## Task prompt
Using the records below, transcribe word for word the stretch from the line that contains "Ok(Some(vec![value]))" through the line that contains "pub fn group(n: usize)", both end lines included, and nothing else.

Stored data entries:

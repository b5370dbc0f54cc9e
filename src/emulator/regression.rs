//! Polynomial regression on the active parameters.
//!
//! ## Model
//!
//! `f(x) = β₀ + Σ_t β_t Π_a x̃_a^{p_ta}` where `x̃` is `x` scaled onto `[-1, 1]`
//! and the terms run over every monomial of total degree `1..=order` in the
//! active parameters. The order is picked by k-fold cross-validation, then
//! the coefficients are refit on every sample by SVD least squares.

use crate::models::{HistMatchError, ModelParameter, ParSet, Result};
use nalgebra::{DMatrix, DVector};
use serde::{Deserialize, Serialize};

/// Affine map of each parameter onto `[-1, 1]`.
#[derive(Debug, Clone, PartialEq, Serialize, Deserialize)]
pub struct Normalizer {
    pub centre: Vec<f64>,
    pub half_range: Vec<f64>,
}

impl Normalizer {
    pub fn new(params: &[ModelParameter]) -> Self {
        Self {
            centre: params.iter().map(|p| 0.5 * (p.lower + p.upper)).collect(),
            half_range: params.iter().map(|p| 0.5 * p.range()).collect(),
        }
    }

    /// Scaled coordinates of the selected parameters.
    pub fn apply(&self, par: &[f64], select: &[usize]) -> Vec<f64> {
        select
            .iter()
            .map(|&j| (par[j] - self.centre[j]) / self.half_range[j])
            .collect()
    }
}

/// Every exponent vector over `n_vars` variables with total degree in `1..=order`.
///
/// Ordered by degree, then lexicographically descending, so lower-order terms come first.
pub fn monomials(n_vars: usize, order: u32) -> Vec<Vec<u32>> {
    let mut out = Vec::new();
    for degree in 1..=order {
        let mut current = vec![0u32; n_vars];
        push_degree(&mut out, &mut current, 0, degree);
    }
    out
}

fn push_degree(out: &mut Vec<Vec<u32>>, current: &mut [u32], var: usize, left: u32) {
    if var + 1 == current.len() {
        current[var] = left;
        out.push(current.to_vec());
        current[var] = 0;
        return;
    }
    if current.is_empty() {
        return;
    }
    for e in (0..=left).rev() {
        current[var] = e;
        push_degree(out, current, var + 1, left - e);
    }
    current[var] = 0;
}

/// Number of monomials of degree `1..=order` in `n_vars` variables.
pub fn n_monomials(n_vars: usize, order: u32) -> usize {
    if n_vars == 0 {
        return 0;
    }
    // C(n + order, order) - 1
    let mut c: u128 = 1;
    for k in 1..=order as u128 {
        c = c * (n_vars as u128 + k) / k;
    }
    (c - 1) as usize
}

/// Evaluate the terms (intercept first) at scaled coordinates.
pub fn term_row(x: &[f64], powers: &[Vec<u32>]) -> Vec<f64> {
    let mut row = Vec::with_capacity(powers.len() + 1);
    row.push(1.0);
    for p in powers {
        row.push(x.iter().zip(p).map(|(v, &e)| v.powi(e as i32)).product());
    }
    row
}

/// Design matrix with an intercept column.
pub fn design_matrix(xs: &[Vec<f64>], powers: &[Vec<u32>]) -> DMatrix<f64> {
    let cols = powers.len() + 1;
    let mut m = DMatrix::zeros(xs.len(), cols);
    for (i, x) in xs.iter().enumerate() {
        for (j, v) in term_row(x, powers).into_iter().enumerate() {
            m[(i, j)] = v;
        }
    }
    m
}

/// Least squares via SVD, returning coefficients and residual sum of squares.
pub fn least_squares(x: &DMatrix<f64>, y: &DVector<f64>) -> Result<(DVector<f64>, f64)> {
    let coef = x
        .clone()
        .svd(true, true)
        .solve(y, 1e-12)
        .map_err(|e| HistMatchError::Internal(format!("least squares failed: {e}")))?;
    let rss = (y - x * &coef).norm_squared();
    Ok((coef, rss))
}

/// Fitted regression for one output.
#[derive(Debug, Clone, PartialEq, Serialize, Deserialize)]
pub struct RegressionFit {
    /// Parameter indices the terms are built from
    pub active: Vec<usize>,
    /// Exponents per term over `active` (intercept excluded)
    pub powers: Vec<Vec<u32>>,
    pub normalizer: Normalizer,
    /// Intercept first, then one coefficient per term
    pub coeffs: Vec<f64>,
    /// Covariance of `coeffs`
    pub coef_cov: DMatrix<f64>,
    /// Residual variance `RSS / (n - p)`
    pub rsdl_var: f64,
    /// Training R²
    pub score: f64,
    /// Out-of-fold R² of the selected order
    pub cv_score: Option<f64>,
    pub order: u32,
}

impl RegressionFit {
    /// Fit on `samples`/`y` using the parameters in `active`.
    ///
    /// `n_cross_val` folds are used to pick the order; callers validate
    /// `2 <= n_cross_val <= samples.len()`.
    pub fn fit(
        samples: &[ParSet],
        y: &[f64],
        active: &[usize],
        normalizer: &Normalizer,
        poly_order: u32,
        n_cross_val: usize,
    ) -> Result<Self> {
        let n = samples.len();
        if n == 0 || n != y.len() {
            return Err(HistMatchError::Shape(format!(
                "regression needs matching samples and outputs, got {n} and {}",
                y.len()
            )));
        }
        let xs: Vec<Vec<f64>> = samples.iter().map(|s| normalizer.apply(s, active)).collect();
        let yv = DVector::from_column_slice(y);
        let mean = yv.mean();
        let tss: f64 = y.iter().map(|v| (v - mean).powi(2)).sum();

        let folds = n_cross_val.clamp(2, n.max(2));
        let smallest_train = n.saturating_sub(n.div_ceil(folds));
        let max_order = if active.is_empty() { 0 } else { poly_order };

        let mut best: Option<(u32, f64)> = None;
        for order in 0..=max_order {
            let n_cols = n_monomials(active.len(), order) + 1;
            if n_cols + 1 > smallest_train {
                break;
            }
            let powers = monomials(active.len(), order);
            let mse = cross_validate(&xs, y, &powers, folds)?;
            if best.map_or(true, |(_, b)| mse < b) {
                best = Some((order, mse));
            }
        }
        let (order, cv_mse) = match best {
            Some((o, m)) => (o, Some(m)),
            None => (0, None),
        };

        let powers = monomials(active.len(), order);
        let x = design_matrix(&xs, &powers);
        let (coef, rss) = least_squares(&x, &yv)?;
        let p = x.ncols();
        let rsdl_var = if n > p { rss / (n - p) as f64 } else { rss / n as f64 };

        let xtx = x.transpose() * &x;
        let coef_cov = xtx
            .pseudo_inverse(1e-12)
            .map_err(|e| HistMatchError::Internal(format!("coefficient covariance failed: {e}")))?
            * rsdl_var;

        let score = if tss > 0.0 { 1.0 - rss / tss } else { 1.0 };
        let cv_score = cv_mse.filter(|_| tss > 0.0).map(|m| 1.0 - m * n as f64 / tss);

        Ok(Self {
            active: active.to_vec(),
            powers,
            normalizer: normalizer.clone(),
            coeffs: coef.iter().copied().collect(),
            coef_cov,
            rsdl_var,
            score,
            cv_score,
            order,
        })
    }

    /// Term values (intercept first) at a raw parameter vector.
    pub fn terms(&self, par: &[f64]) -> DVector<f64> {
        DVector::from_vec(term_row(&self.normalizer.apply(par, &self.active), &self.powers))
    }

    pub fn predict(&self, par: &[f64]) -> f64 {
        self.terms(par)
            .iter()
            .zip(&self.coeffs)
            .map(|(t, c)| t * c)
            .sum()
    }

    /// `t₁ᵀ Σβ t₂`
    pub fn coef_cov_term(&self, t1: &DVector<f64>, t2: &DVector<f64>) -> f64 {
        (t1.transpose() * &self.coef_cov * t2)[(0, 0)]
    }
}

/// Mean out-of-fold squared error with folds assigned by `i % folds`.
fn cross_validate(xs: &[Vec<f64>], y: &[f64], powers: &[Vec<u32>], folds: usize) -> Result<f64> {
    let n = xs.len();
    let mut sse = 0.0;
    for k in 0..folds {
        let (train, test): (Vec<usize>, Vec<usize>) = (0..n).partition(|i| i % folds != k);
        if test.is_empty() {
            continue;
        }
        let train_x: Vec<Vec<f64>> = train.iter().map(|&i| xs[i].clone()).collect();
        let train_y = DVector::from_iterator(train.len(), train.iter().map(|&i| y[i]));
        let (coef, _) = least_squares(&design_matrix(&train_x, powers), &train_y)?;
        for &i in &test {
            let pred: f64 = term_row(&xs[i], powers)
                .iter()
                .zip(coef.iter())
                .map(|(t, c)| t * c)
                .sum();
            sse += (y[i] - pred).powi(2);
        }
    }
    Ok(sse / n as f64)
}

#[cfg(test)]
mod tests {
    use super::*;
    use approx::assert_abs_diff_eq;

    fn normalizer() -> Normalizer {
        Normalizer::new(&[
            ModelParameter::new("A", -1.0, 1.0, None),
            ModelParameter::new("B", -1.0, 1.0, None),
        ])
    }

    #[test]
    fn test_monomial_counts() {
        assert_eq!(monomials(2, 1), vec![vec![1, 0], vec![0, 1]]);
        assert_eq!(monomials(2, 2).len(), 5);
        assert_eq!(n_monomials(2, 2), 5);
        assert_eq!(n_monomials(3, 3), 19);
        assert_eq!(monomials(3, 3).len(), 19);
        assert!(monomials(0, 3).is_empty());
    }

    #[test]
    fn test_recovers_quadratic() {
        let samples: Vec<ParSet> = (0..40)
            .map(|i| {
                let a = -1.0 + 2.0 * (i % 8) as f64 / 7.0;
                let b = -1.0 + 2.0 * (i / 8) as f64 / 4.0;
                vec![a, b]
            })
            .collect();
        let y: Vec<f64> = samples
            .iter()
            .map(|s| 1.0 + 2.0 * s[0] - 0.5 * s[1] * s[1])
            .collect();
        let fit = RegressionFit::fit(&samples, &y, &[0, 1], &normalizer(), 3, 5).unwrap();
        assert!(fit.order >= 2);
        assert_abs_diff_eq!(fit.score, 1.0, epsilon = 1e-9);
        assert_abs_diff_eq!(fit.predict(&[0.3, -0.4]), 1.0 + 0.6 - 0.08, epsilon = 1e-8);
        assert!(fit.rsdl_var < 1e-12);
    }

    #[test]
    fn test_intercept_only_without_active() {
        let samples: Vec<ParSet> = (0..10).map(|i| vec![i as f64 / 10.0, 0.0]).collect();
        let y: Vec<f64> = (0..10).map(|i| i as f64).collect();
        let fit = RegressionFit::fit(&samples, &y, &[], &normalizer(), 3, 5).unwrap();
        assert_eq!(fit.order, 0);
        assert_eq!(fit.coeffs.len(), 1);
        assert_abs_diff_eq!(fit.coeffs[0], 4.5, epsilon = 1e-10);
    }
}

---

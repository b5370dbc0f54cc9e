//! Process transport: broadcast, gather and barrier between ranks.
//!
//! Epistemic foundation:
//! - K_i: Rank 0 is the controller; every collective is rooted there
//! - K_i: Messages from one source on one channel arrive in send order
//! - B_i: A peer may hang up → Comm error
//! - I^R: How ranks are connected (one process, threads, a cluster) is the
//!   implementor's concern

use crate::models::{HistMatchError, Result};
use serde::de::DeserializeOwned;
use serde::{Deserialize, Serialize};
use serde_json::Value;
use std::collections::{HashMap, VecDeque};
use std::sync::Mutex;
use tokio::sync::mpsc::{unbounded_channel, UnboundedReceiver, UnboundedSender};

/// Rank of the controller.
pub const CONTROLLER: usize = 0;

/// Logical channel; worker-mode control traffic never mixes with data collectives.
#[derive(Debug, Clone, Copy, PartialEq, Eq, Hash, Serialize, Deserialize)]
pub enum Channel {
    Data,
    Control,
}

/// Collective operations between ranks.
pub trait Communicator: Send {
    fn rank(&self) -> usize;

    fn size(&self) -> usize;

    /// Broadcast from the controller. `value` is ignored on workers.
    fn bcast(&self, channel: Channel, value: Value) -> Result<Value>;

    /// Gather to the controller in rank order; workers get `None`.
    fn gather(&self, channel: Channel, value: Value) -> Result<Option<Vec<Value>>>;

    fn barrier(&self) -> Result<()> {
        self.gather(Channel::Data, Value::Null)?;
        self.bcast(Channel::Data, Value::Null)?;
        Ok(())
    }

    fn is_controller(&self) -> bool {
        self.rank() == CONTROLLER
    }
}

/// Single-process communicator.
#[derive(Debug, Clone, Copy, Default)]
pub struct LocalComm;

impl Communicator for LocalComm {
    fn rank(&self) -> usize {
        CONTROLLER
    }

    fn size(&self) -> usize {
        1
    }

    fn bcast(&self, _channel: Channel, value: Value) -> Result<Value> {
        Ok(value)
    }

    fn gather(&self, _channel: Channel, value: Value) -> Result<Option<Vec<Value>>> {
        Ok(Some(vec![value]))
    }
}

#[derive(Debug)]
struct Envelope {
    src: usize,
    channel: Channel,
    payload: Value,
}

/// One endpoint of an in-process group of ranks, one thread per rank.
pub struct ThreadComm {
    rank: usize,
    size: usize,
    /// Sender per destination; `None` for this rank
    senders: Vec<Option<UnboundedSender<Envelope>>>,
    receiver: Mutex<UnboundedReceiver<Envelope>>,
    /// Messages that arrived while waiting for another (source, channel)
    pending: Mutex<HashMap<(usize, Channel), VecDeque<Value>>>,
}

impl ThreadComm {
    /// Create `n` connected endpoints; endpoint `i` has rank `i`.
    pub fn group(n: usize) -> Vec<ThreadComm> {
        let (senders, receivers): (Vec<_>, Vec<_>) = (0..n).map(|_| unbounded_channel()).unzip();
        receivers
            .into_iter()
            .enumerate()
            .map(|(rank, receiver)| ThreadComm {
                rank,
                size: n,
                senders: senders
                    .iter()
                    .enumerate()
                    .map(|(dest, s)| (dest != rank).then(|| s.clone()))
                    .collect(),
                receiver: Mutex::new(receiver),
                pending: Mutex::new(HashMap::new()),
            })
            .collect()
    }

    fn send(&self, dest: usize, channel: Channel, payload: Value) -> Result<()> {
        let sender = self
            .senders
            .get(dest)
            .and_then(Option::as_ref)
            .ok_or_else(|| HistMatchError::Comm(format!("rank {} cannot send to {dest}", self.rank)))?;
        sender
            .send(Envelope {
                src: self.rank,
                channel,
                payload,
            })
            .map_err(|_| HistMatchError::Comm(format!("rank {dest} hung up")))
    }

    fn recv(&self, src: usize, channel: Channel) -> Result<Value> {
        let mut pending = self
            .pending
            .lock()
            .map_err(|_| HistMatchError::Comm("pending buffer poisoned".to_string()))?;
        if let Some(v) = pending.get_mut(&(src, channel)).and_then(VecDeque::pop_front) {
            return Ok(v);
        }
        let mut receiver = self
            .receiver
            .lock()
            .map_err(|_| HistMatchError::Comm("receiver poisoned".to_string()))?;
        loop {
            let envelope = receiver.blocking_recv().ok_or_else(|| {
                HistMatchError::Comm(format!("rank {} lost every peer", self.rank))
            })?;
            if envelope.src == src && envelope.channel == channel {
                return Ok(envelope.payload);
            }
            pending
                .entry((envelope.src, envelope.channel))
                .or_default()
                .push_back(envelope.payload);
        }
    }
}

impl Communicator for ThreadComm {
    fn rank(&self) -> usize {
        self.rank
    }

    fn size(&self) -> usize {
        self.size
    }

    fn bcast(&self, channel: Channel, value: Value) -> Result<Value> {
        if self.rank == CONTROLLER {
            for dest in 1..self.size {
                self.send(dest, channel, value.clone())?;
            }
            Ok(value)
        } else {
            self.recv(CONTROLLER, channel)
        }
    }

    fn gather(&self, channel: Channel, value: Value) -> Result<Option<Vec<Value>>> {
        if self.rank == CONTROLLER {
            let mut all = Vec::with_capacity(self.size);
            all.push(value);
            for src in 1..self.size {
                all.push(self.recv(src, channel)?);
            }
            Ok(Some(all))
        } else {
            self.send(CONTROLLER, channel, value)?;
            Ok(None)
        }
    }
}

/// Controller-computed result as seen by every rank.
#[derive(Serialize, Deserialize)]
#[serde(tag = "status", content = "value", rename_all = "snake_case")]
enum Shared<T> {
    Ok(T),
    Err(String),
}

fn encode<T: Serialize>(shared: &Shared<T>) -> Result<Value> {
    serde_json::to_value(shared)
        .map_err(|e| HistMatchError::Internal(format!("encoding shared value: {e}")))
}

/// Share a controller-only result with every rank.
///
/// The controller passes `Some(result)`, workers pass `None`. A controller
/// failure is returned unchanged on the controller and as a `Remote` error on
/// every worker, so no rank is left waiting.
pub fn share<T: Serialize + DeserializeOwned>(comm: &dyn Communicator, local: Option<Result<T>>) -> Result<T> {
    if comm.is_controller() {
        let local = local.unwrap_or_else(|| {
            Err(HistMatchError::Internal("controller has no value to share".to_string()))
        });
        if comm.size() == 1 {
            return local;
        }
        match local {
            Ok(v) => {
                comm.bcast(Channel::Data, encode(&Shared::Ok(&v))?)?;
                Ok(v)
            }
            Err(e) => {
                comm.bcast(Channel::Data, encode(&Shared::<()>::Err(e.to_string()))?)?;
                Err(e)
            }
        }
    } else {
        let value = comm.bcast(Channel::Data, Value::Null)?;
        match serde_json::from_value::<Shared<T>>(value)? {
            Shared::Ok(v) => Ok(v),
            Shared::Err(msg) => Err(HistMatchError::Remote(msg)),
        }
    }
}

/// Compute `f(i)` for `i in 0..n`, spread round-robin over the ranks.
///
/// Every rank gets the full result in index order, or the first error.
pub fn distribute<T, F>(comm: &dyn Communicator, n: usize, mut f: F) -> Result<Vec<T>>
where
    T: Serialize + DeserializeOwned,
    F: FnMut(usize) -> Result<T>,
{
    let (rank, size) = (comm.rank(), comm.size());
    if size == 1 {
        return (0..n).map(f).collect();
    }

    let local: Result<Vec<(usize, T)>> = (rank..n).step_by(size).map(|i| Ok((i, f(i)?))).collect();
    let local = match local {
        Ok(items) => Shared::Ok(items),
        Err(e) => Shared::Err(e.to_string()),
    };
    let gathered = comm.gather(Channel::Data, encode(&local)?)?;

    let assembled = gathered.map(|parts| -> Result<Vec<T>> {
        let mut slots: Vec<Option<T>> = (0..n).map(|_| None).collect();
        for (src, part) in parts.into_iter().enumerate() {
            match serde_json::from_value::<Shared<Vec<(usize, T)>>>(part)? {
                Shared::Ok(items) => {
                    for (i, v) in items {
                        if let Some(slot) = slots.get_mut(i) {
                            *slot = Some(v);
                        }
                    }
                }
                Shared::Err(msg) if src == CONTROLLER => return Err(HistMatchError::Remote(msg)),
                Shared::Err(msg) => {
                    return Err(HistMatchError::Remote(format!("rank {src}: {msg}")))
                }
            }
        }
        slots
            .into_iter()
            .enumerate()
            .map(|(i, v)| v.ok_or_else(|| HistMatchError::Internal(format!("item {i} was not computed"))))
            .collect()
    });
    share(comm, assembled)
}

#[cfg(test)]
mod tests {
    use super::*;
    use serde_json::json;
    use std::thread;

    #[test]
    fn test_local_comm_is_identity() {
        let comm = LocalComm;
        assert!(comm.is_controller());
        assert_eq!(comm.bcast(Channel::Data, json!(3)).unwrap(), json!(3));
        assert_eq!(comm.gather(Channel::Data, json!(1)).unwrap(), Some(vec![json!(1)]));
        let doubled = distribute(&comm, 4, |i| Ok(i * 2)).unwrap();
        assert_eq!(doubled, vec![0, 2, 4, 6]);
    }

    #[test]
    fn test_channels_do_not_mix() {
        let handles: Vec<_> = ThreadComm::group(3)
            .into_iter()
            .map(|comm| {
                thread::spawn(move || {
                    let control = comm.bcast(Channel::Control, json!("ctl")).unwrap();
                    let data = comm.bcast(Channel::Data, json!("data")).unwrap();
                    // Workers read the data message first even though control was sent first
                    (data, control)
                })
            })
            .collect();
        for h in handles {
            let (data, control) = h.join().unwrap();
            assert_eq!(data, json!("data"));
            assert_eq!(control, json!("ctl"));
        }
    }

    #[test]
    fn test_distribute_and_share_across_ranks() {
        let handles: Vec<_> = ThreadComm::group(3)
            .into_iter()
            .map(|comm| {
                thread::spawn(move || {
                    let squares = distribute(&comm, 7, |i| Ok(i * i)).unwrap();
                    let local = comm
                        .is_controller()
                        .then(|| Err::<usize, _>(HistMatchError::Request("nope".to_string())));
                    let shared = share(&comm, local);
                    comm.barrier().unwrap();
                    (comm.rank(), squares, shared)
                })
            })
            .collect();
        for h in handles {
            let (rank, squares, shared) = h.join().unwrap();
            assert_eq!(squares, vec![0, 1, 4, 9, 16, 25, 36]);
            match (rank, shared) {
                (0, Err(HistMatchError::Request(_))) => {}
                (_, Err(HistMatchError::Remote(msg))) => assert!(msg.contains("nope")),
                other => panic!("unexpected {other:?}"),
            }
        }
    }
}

## Result below
        Ok(Some(vec![value]))
    }
}

#[derive(Debug)]
struct Envelope {
    src: usize,
    channel: Channel,
    payload: Value,
}

/// One endpoint of an in-process group of ranks, one thread per rank.
pub struct ThreadComm {
    rank: usize,
    size: usize,
    /// Sender per destination; `None` for this rank
    senders: Vec<Option<UnboundedSender<Envelope>>>,
    receiver: Mutex<UnboundedReceiver<Envelope>>,
    /// Messages that arrived while waiting for another (source, channel)
    pending: Mutex<HashMap<(usize, Channel), VecDeque<Value>>>,
}

impl ThreadComm {
    /// Create `n` connected endpoints; endpoint `i` has rank `i`.
    pub fn group(n: usize) -> Vec<ThreadComm> {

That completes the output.